### EXERCISE BRIEF
If a line of the records contains the word "SocketAddr", list it.

▼▼▼

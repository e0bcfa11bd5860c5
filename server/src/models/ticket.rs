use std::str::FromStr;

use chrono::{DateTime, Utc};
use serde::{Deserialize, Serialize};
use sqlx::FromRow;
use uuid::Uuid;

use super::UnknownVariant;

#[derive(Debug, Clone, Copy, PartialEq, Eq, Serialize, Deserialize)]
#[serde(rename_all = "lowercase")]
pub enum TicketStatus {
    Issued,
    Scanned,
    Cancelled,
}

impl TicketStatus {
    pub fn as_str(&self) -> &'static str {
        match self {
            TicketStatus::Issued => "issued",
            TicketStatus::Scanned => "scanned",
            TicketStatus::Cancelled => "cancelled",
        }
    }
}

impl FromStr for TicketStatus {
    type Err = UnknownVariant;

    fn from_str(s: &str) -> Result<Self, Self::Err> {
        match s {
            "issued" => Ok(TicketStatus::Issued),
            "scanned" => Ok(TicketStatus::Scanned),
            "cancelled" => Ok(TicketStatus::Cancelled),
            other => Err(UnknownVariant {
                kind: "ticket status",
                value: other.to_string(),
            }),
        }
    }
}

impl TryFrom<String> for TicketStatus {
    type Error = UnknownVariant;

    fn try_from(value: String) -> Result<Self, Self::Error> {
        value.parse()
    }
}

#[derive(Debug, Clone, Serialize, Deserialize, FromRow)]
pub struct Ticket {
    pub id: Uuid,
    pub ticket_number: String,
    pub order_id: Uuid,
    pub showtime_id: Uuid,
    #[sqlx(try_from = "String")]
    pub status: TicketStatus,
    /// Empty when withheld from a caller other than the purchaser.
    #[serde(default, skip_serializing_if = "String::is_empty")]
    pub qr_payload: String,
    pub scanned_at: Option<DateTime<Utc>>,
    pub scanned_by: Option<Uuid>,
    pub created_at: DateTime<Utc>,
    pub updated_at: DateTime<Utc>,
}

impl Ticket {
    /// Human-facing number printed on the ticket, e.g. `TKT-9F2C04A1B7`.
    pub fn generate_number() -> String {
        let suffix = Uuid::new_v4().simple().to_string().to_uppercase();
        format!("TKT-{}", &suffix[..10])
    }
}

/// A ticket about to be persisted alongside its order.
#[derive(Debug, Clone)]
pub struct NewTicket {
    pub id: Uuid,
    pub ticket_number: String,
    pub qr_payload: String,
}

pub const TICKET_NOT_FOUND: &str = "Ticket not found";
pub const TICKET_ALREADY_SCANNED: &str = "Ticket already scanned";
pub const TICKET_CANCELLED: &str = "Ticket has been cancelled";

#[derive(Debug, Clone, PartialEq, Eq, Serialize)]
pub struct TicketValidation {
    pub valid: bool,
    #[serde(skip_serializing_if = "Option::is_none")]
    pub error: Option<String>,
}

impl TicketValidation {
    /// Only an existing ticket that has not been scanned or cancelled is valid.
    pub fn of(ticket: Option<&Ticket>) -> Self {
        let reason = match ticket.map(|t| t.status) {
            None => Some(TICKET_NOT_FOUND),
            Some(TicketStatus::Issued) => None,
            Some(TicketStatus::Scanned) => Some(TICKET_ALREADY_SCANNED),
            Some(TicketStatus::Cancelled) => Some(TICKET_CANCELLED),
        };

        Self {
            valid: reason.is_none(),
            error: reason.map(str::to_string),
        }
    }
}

▲▲▲
▼▼▼

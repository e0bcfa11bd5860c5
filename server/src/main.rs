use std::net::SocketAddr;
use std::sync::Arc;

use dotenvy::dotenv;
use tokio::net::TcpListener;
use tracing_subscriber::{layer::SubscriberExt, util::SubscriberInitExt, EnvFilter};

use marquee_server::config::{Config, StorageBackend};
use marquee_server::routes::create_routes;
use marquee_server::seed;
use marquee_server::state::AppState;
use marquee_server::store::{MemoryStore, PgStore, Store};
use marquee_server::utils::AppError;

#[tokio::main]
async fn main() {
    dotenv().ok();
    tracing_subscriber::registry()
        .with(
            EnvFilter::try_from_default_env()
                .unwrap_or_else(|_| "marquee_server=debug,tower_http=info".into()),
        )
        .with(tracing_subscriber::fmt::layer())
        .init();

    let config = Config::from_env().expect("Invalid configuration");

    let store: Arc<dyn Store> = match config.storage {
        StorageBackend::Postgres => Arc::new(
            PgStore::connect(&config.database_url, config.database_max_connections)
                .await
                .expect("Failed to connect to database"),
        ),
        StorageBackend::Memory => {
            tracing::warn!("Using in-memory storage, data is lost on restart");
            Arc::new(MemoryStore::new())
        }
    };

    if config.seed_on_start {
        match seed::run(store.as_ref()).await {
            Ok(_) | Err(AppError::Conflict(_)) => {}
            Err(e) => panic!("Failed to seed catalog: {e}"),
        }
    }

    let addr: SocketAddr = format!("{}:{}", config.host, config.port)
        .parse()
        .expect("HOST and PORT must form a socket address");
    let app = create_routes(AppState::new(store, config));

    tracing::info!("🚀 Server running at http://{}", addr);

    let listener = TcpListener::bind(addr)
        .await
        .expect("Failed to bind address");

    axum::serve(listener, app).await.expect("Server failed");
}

▲▲▲

### EXPECTED ANSWER
use std::net::SocketAddr;
    let addr: SocketAddr = format!("{}:{}", config.host, config.port)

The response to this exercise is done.